多発性硬化症「メーゼント®錠」新発売
ノバルティスファーマ株式会社は二次性進行型多発性硬化症に対し有効性を示した初めての薬剤である「メーゼント錠®」(一般名:シポニモドフマル酸)を新発売したことを発表しました。また、「メーゼント®錠 投与のためのCYP2C9検査結果無償提供プログラム」も開始しました。
メーゼントは特定の種類のスフィンゴシン1-リン酸(S1P)受容体に作用する薬です。S1P受容体の一種であるS1P1受容体に結合すると、リンパ球のリンパ節への移出を防ぎます。その結果リンパ球が中枢神経系に移行できず、炎症が抑えられると考えられます。非臨床試験ではメーゼントによるミエリンの再形成促進作用と神経保護作用が示唆されています。メーゼントは代謝酵素であるCYP2C9で代謝されますが、CYP2C9には遺伝子のタイプが複数あるため、患者はメーゼント治療開始前にCYP2C9の遺伝子検査を受けることとされています。
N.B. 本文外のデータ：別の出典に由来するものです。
//! House orders as cooking-machine programs.

use crate::cooking::{CookingMachine, Meal, MealChoice, Served};
use crate::ingredient::{ingredients, PizzaSize};
use crate::pizza::{PizzaAlgebra, PizzaOrder, PizzaRecipe};
use crate::sandwich::{SandwichAlgebra, SandwichOrder, SandwichRecipe};
use hfm_engine::{ConstructionError, Program};
use hfm_types::TryNew;
use std::fmt;
use std::str::FromStr;

/// Components of the house sandwich, bottom to top.
pub const HOUSE_SANDWICH: &[&str] = &["Cheese", "Salt"];

/// Toppings of the house pizza.
pub const HOUSE_PIZZA: &[&str] = &["Tomato", "Mozzarella", "Basil"];

/// Baking time of the house pizza.
pub const HOUSE_PIZZA_MINUTES: u32 = 12;

/// Builds the house sandwich recipe.
///
/// # Errors
///
/// Never fails for the built-in components; the error is kept for callers
/// that pass it on.
pub fn house_sandwich() -> Result<SandwichRecipe, ConstructionError> {
    SandwichAlgebra::recipe(HOUSE_SANDWICH)
}

/// Builds the house pizza recipe.
///
/// # Errors
///
/// See [`house_sandwich`].
pub fn house_pizza() -> Result<PizzaRecipe, ConstructionError> {
    PizzaAlgebra::recipe(PizzaSize::Medium, HOUSE_PIZZA, HOUSE_PIZZA_MINUTES)
}

/// The house meal as a `MakeRandomMeal` choice.
///
/// A pizza by `maker` when one is named, otherwise the house sandwich.
///
/// # Errors
///
/// [`ConstructionError::Empty`] for a blank maker name.
pub fn house_choice(maker: Option<&str>) -> Result<MealChoice, ConstructionError> {
    let Some(maker) = maker else {
        let order = SandwichOrder::try_new(ingredients("components", HOUSE_SANDWICH)?)?;
        return Ok(MealChoice::Sandwich(order));
    };
    let maker = maker.trim();
    if maker.is_empty() {
        return Err(ConstructionError::Empty { field: "maker" });
    }
    let toppings = ingredients("toppings", HOUSE_PIZZA)?;
    Ok(MealChoice::Pizza {
        maker: Some(maker.to_string()),
        order: PizzaOrder::try_new((PizzaSize::Medium, toppings, HOUSE_PIZZA_MINUTES))?,
    })
}

/// Something a customer can order.
#[derive(Debug, Clone, Copy, PartialEq, Eq)]
pub enum Order {
    Sandwich,
    Pizza,
    Combo,
    Random,
}

impl Order {
    pub const ALL: [Order; 4] = [Self::Sandwich, Self::Pizza, Self::Combo, Self::Random];

    /// The cooking program for this order, ending with `Serve`.
    ///
    /// `maker` picks a named pizza maker for [`Order::Pizza`]; other
    /// orders ignore it.
    ///
    /// # Errors
    ///
    /// [`ConstructionError`] for a blank maker name.
    pub fn program(
        self,
        maker: Option<&str>,
    ) -> Result<Program<CookingMachine, Served>, ConstructionError> {
        let meal: Program<CookingMachine, Meal> = match self {
            Self::Sandwich => CookingMachine::make_sandwich(house_sandwich()?).map(Meal::from),
            Self::Pizza => match maker {
                Some(maker) => CookingMachine::make_pizza_by(maker, house_pizza()?)?,
                None => CookingMachine::make_pizza(house_pizza()?),
            }
            .map(Meal::from),
            Self::Combo => CookingMachine::make_combo(house_sandwich()?, house_pizza()?),
            Self::Random => CookingMachine::make_random_meal(),
        };
        Ok(meal.bind(CookingMachine::serve))
    }
}

impl fmt::Display for Order {
    fn fmt(&self, f: &mut fmt::Formatter<'_>) -> fmt::Result {
        let name = match self {
            Self::Sandwich => "sandwich",
            Self::Pizza => "pizza",
            Self::Combo => "combo",
            Self::Random => "random",
        };
        f.write_str(name)
    }
}

impl FromStr for Order {
    type Err = ConstructionError;

    fn from_str(s: &str) -> Result<Self, Self::Err> {
        let wanted = s.trim().to_lowercase();
        Self::ALL
            .into_iter()
            .find(|order| order.to_string() == wanted)
            .ok_or_else(|| ConstructionError::invalid("order", format!("unknown order '{s}'")))
    }
}

#[cfg(test)]
mod tests {
    use super::*;

    #[test]
    fn order_parse_roundtrip() {
        for order in Order::ALL {
            assert_eq!(order.to_string().parse::<Order>().unwrap(), order);
        }
        assert_eq!(" Combo ".parse::<Order>().unwrap(), Order::Combo);
        assert!("soup".parse::<Order>().is_err());
    }

    #[test]
    fn programs_start_with_the_right_command() {
        let first = |order: Order, maker| {
            order
                .program(maker)
                .unwrap()
                .peek()
                .map(|c| c.to_string())
                .unwrap()
        };
        assert_eq!(first(Order::Sandwich, None), "cooking::MakeSandwich");
        assert_eq!(first(Order::Pizza, Some("luigi")), "cooking::MakePizza(luigi)");
        assert_eq!(first(Order::Combo, None), "cooking::MakeCombo");
        assert_eq!(first(Order::Random, None), "cooking::MakeRandomMeal");
    }

    #[test]
    fn house_choice_follows_the_maker() {
        let choice = house_choice(None).unwrap();
        assert_eq!(choice.to_string(), "sandwich of Cheese, Salt");

        match house_choice(Some("luigi")).unwrap() {
            MealChoice::Pizza { maker, order } => {
                assert_eq!(maker.as_deref(), Some("luigi"));
                assert_eq!(order.minutes(), HOUSE_PIZZA_MINUTES);
            }
            other => panic!("expected pizza, got {other}"),
        }
        assert!(house_choice(Some("  ")).is_err());
    }

    #[test]
    fn blank_maker_is_rejected() {
        assert!(Order::Pizza.program(Some(" ")).is_err());
        assert!(Order::Sandwich.program(Some(" ")).is_ok());
    }
}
メーゼントの投与を受ける患者のCYP2C9遺伝子型を判定するための体外診断用医薬品として「eQ-PCRTM LC CYP2C9*2, *3ジェノタイプキット」があります。しかし現時点ではこのキットは保険適用となっておらず、必要な検査を受けられないためにメーゼント使用の機会を失ってしまう患者が出てくると心配されます。そこでノバルティスファーマ株式会社はキットによる検査が保険適用となるまでの間、「メーゼント®錠投与のためのCYP2C9検査結果無償提供プログラム」の実施を決定しました。